Year 5 Persuasive Sample: Phones Should Be Banned at School
Prompt:
Some people think students should be allowed to use mobile phones at school. Write a persuasive text giving your opinion on whether students should be allowed to use phones during school hours.
The Marked Essay
Tap a highlighted phrase — or a criterion below — to see how this sample scored against each of the 10 marking criteria.
Mobile phones have no place in classrooms. While parents may feel reassured knowing their child carries a phone, the evidence shows that phones cause significant harm to learning, attention, and social development during school hours. Schools must act now by implementing a complete ban.
Most importantly, phones destroy concentration. Research from multiple Australian schools demonstrates that students who keep phones on their desks score, on average, 20 per cent lower on attention tasks than students whose phones are stored away. Even silent notifications — a vibration, a flashing screen — are enough to break a student's focus for up to five minutes. In a 40-minute lesson, that lost time accumulates into a lost education.
Furthermore, phones damage students' ability to form genuine friendships. When students reach for a phone at lunch instead of talking to peers, they miss the social practise that builds communication skills, empathy, and resilience. These are not skills that can be downloaded. They are built in hallways, in playgrounds, and in the unscripted moments between classes.
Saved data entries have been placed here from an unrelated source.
//! Browser stand-in shared by the front end tests.

use async_trait::async_trait;
use pagescout_browser::{BrowserService, GetPage, GetScreenshot, ScreenshotResponse};
use pagescout_core::{Error, Page, Result};
use std::sync::Mutex;

#[derive(Default)]
pub struct StubBrowser {
    /// `(url, wait_time)` of every call, in order.
    pub requests: Mutex<Vec<(String, u64)>>,
    pub fail: bool,
}

#[async_trait]
impl BrowserService for StubBrowser {
    async fn get_page(&self, req: GetPage) -> Result<Page> {
        self.requests.lock().unwrap().push((req.url.clone(), req.wait_time));
        if self.fail {
            return Err(Error::Browser("navigation failed".to_string()));
        }
        Ok(Page {
            title: "Example".to_string(),
            content: r#"<h1>News</h1><p><a href="/a">A</a></p>"#.to_string(),
            url: req.url,
        })
    }

    async fn screenshot(&self, req: GetScreenshot) -> Result<ScreenshotResponse> {
        self.requests.lock().unwrap().push((req.url, req.wait_time));
        Ok(ScreenshotResponse { image: vec![0xff, 0xd8, 0xff] })
    }
}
Some people argue that students need phones for safety. However, schools already provide a safe environment and every office has a phone available for emergencies. A student in genuine danger does not need a personal device — they need a responsible adult, and schools provide those.
Therefore, the case for a phone ban is overwhelming. Governments, parents, and school leaders must work together to protect students' learning and wellbeing by removing phones from classrooms entirely. The only text that belongs in a school is the kind written with a pen.
Audience
The writer consistently orients writing towards an implied adult/policy audience while remaining accessible. High-modality language ("must", "overwhelming"), rhetorical questions implicitly answered, and the punchy final sentence all show strong audience awareness throughout.
Text structure
Introduction (position + preview), three developed body paragraphs (learning, socialisation, safety counter-argument), and a call-to-action conclusion. The structure is purposeful and complete.
Ideas
Two strong, well-developed arguments with evidence and elaboration. The counter-argument is addressed. The essay would score 6 with a third substantive point or more specific Australian evidence.
Vocabulary
Precise and varied throughout: "significant harm", "accumulates", "genuine friendships", "resilience", "unscripted", "overwhelming". No weak generic words. Strong word choices that fit the persuasive register.
Cohesion
Connectives used purposefully ("Most importantly", "Furthermore", "However", "Therefore"). Consistent tense and pronoun reference. Ideas flow logically from paragraph to paragraph.
Paragraphing
Five clearly defined paragraphs, each with a distinct function. Topic sentences introduce each paragraph's focus. Paragraph length is appropriate and varied.
Sentence structure
Good range: short declarative ("Mobile phones have no place in classrooms"), compound-complex ("Research from multiple Australian schools demonstrates that..."), rhetorical ("These are not skills that can be downloaded"). A sixth mark would require even more stylistic control in every paragraph.
Punctuation
Accurate and purposeful throughout. Dash used for stylistic effect, apostrophes correct, em-dash-like comma constructions controlled. No errors detected.
Spelling
No spelling errors. Ambitious words ("resilience", "accumulates", "unscripted") spelled correctly. Full marks.
Scores are for this illustrative sample only — not a real student result.
Overall Performance Note
This illustrative Year 5 response is a high-performing persuasive essay. Vocabulary and language conventions are at the top of the Year 5 band. To reach the absolute ceiling a student would need a third fully developed argument and more sustained syntactic complexity throughout every paragraph.